Outro usuário respondeu: "pode entrar Sr. (((Weisman)))!". Esse segundo usuário tem como foto de perfil uma bandeira dos Estados Unidos coberta por uma suástica. Essa é a bandeira utilizada em O Homem no Castelo Alto, série que retrata um Estados Unidos dominado pelo nazismo.

Weisman denunciou esses tuítes, mas o site não os removeu. Outros perfis, no entanto, foram deletados. "De repente eu recebi vários avisos de que aquela conta havia sido suspensa", disse Weisman ao Washington Post. "Não sei como o processo de seleção deles funciona", disse. "Não sei o que eles consideram ou não discurso de ódio."

"Não é como se esse meme dos parênteses fosse a tática anti-semita mais criativa que nós já vimos", disse Segal. "Ele é relevante porque estamos vendo um aumento do anti-semitismo na internet… Ele representa um pequeno elemento de uma tendência muito maior."

No passado, o Twitter tomou medidas contra contas consideradas ofensivas. Recentemente, o site suspendeu cinco contas que parodiavam o governo russo, embora a mais popular delas, @DarthPutinKGB, tenha voltado ao ar.

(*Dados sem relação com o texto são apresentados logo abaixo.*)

use std::fmt;
use std::str::FromStr;

use chrono::{DateTime, Datelike, NaiveDate, Utc};
use serde::{Deserialize, Serialize};

/// Identifier wrapper for stored applications.
#[derive(Debug, Clone, PartialEq, Eq, Hash, PartialOrd, Ord, Serialize, Deserialize)]
pub struct ApplicationId(pub String);

/// Human readable reference handed to the applicant (`KSIS-2025-3F9A1C`).
#[derive(Debug, Clone, PartialEq, Eq, Hash, PartialOrd, Ord, Serialize, Deserialize)]
pub struct ReferenceNumber(pub String);

/// Opaque token gating the public tracking endpoints.
#[derive(Debug, Clone, PartialEq, Eq, Hash, Serialize, Deserialize)]
pub struct TrackingToken(pub String);

#[derive(Debug, Clone, PartialEq, Eq, Hash, Serialize, Deserialize)]
pub struct StudentId(pub String);

#[derive(Debug, Clone, PartialEq, Eq, Hash, Serialize, Deserialize)]
pub struct ParentAccountId(pub String);

/// Status of an application as it moves from enquiry to enrolment.
#[derive(Debug, Clone, Copy, PartialEq, Eq, Hash, PartialOrd, Ord, Serialize, Deserialize)]
#[serde(rename_all = "snake_case")]
pub enum ApplicationStatus {
    EnquiryNew,
    EnquiryHot,
    EnquiryWarm,
    EnquiryCold,
    DocumentsPending,
    DocumentsVerified,
    PaymentPending,
    Admitted,
    Rejected,
    OnHold,
}

impl ApplicationStatus {
    pub const ALL: [ApplicationStatus; 10] = [
        ApplicationStatus::EnquiryNew,
        ApplicationStatus::EnquiryHot,
        ApplicationStatus::EnquiryWarm,
        ApplicationStatus::EnquiryCold,
        ApplicationStatus::DocumentsPending,
        ApplicationStatus::DocumentsVerified,
        ApplicationStatus::PaymentPending,
        ApplicationStatus::Admitted,
        ApplicationStatus::Rejected,
        ApplicationStatus::OnHold,
    ];

    pub const fn label(self) -> &'static str {
        match self {
            ApplicationStatus::EnquiryNew => "enquiry_new",
            ApplicationStatus::EnquiryHot => "enquiry_hot",
            ApplicationStatus::EnquiryWarm => "enquiry_warm",
            ApplicationStatus::EnquiryCold => "enquiry_cold",
            ApplicationStatus::DocumentsPending => "documents_pending",
            ApplicationStatus::DocumentsVerified => "documents_verified",
            ApplicationStatus::PaymentPending => "payment_pending",
            ApplicationStatus::Admitted => "admitted",
            ApplicationStatus::Rejected => "rejected",
            ApplicationStatus::OnHold => "on_hold",
        }
    }

    /// Lead classifications are the four enquiry buckets staff sort walk-ins into.
    pub const fn is_lead(self) -> bool {
        matches!(
            self,
            ApplicationStatus::EnquiryNew
                | ApplicationStatus::EnquiryHot
                | ApplicationStatus::EnquiryWarm
                | ApplicationStatus::EnquiryCold
        )
    }

    pub const fn is_terminal(self) -> bool {
        matches!(self, ApplicationStatus::Admitted | ApplicationStatus::Rejected)
    }

    /// Applicant facing explanation shown on the tracking page.
    pub const fn applicant_message(self) -> &'static str {
        match self {
            ApplicationStatus::EnquiryNew => {
                "Your application has been received and is under review."
            }
            ApplicationStatus::EnquiryHot => {
                "Your application is being prioritized. We will contact you soon."
            }
            ApplicationStatus::EnquiryWarm => {
                "Your application is being reviewed. We will contact you shortly."
            }
            ApplicationStatus::EnquiryCold => {
                "Your application is on file. We will contact you if needed."
            }
            ApplicationStatus::DocumentsPending => {
                "We require additional documents to proceed with your application. Please submit them as soon as possible."
            }
            ApplicationStatus::DocumentsVerified => {
                "Your documents have been verified. We will proceed with the next steps."
            }
            ApplicationStatus::PaymentPending => {
                "Your documents are verified. Please complete the fee payment to proceed."
            }
            ApplicationStatus::Admitted => {
                "Congratulations! Your application has been accepted."
            }
            ApplicationStatus::Rejected => {
                "We regret to inform you that your application was not accepted."
            }
            ApplicationStatus::OnHold => {
                "Your application is currently on hold. We will contact you with updates."
            }
        }
    }
}

impl fmt::Display for ApplicationStatus {
    fn fmt(&self, f: &mut fmt::Formatter<'_>) -> fmt::Result {
        f.write_str(self.label())
    }
}

/// Classes the school admits into.
#[derive(Debug, Clone, Copy, PartialEq, Eq, Hash, PartialOrd, Ord, Serialize, Deserialize)]
#[serde(rename_all = "snake_case")]
pub enum Standard {
    PlayGroup,
    PreKg,
    Lkg,
    Ukg,
}

impl Standard {
    pub const fn label(self) -> &'static str {
        match self {
            Standard::PlayGroup => "play_group",
            Standard::PreKg => "pre_kg",
            Standard::Lkg => "lkg",
            Standard::Ukg => "ukg",
        }
    }

    /// Segment used inside roll numbers.
    pub const fn code(self) -> &'static str {
        match self {
            Standard::PlayGroup => "PLAY_GROUP",
            Standard::PreKg => "PRE_KG",
            Standard::Lkg => "LKG",
            Standard::Ukg => "UKG",
        }
    }
}

#[derive(Debug, Clone, Copy, PartialEq, Eq, Serialize, Deserialize)]
#[serde(rename_all = "snake_case")]
pub enum Gender {
    Male,
    Female,
}

/// How the family heard about the school.
#[derive(Debug, Clone, Copy, PartialEq, Eq, Serialize, Deserialize)]
#[serde(rename_all = "snake_case")]
pub enum LeadSource {
    Newspapers,
    SiblingReference,
    SocialMedia,
    SchoolBanners,
    FriendsRelatives,
    WalkIn,
    Others,
}

#[derive(Debug, Clone, Copy, PartialEq, Eq, Serialize, Deserialize)]
#[serde(rename_all = "snake_case")]
pub enum ParentType {
    Father,
    Mother,
    Guardian,
}

/// Raw form payload from the public application form or the walk-in desk.
#[derive(Debug, Clone, PartialEq, Eq, Serialize, Deserialize)]
pub struct ApplicationSubmission {
    #[serde(default)]
    pub branch: Option<String>,
    pub student_name: String,
    pub gender: Gender,
    /// `YYYY-MM-DD`; kept as text so malformed dates surface as validation errors.
    pub date_of_birth: String,
    pub applying_for_class: Standard,
    pub source: LeadSource,
    pub parent_type: ParentType,
    pub parent_name: String,
    pub mobile: String,
    pub email: String,
    #[serde(default)]
    pub remarks: Option<String>,
    #[serde(default)]
    pub documents_link: Option<String>,
    #[serde(default)]
    pub payment_receipt_link: Option<String>,
}

/// Parent or guardian contact captured at intake.
#[derive(Debug, Clone, PartialEq, Eq, Serialize, Deserialize)]
pub struct ParentContact {
    pub parent_type: ParentType,
    pub name: String,
    pub mobile: String,
    pub email: String,
}

/// Validated applicant details.
#[derive(Debug, Clone, PartialEq, Eq, Serialize, Deserialize)]
pub struct ApplicantDetails {
    pub branch: String,
    pub student_name: String,
    pub gender: Gender,
    pub date_of_birth: NaiveDate,
    pub applying_for_class: Standard,
    pub source: LeadSource,
    pub parent: ParentContact,
}

/// Academic year such as `2025-2026`, stored by its starting calendar year.
#[derive(Debug, Clone, Copy, PartialEq, Eq, Hash, PartialOrd, Ord)]
pub struct AcademicYear {
    start: i32,
}

/// Month the school year rolls over.
const ACADEMIC_YEAR_START_MONTH: u32 = 6;

impl AcademicYear {
    pub fn new(start: i32) -> Self {
        Self { start }
    }

    pub fn start(self) -> i32 {
        self.start
    }

    /// Academic year in progress (or about to start) on `today`.
    pub fn containing(today: NaiveDate) -> Self {
        if today.month() >= ACADEMIC_YEAR_START_MONTH {
            Self::new(today.year())
        } else {
            Self::new(today.year() - 1)
        }
    }

    /// Year containing today's UTC date. Every default-year decision goes through here.
    pub fn current() -> Self {
        Self::containing(Utc::now().date_naive())
    }
}

impl fmt::Display for AcademicYear {
    fn fmt(&self, f: &mut fmt::Formatter<'_>) -> fmt::Result {
        write!(f, "{}-{}", self.start, self.start + 1)
    }
}

#[derive(Debug, Clone, PartialEq, Eq, thiserror::Error)]
#[error("academic year must be two consecutive years such as 2025-2026 (found '{0}')")]
pub struct InvalidAcademicYear(pub String);

impl FromStr for AcademicYear {
    type Err = InvalidAcademicYear;

    fn from_str(value: &str) -> Result<Self, Self::Err> {
        let invalid = || InvalidAcademicYear(value.to_string());
        let (start, end) = value.trim().split_once('-').ok_or_else(invalid)?;
        if start.len() != 4 || end.len() != 4 {
            return Err(invalid());
        }
        let start: i32 = start.parse().map_err(|_| invalid())?;
        let end: i32 = end.parse().map_err(|_| invalid())?;
        if end != start + 1 {
            return Err(invalid());
        }
        Ok(Self::new(start))
    }
}

impl Serialize for AcademicYear {
    fn serialize<S>(&self, serializer: S) -> Result<S::Ok, S::Error>
    where
        S: serde::Serializer,
    {
        serializer.collect_str(self)
    }
}

impl<'de> Deserialize<'de> for AcademicYear {
    fn deserialize<D>(deserializer: D) -> Result<Self, D::Error>
    where
        D: serde::Deserializer<'de>,
    {
        let raw = String::deserialize(deserializer)?;
        raw.parse().map_err(serde::de::Error::custom)
    }
}

/// Numbers assigned when an application is admitted.
#[derive(Debug, Clone, PartialEq, Eq, Serialize, Deserialize)]
pub struct Enrollment {
    pub student_id: StudentId,
    pub admission_number: String,
    pub roll_number: String,
    pub section: String,
    pub academic_year: AcademicYear,
}

/// One admission enquiry tracked from first contact through admit or reject.
#[derive(Debug, Clone, PartialEq, Eq, Serialize, Deserialize)]
pub struct Application {
    pub id: ApplicationId,
    pub reference_number: ReferenceNumber,
    pub tracking_token: TrackingToken,
    pub applicant: ApplicantDetails,
    pub status: ApplicationStatus,
    pub remarks: Option<String>,
    pub documents_link: Option<String>,
    pub payment_receipt_link: Option<String>,
    pub enrollment: Option<Enrollment>,
    pub created_at: DateTime<Utc>,
    pub updated_at: DateTime<Utc>,
}

/// Student provisioned by a successful admit.
#[derive(Debug, Clone, PartialEq, Eq, Serialize, Deserialize)]
pub struct Student {
    pub id: StudentId,
    pub application_id: ApplicationId,
    pub admission_number: String,
    pub roll_number: String,
    pub student_name: String,
    pub gender: Gender,
    pub date_of_birth: NaiveDate,
    pub class: Standard,
    pub section: String,
    pub academic_year: AcademicYear,
    pub branch: String,
    pub parent_account: ParentAccountId,
    pub created_at: DateTime<Utc>,
}

/// Who requested a change.
#[derive(Debug, Clone, PartialEq, Eq, Serialize, Deserialize)]
#[serde(tag = "kind", rename_all = "snake_case")]
pub enum Actor {
    Applicant,
    Staff { name: String },
    System,
}

impl Actor {
    pub fn staff(name: impl Into<String>) -> Self {
        Actor::Staff { name: name.into() }
    }
}

/// Audit entry for a committed status change. `from` is empty for creation.
#[derive(Debug, Clone, PartialEq, Eq, Serialize, Deserialize)]
pub struct StatusTransitionEvent {
    pub application_id: ApplicationId,
    pub from: Option<ApplicationStatus>,
    pub to: ApplicationStatus,
    pub remarks: Option<String>,
    pub actor: Actor,
    pub at: DateTime<Utc>,
}
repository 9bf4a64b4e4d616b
mod common;
mod routing;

Desde meados de 2015, o Twitter suspendeu mais de 125.000 contas que promoviam o terrorismo, prática que ganhou popularidade em 2013.

Após os ataques terroristas na Bélgica, a hashtag #StopIslam (algo como #ForaIslã em português) estava em alta. O Twitter retirou a hashtag da barra de trending topics, embora muitos a estivessem utilizando de forma positiva.

No começo do ano, o site revogou o status de "verificado" da conta de Milo Yiannopoulos, escritor do site Breibart cujas mensagens provocativas já foram descritas como misóginas e ofensivas. Yiannopoulos diz ter entrado em contato com o Twitter duas vezes, mas como sua conta não era mais verificada, nunca recebeu uma resposta. A plataforma o ignorou solenemente, assim como ela ignorou aqueles que denunciaram tuítes ofensivos.

Para o CEO e co-fundador do Twitter, a intolerância faz parte da vida. "É uma pena, mas isso reflete o mundo em que vivemos", respondeu quando Matt Lauer citou aqueles que usam a plataforma para "expressar raiva e insultar outros". Ele também acrescentou que os usuários podem bloquear quem bem quiserem, embora ele nunca tenha bloqueado ninguém em sua conta pessoal.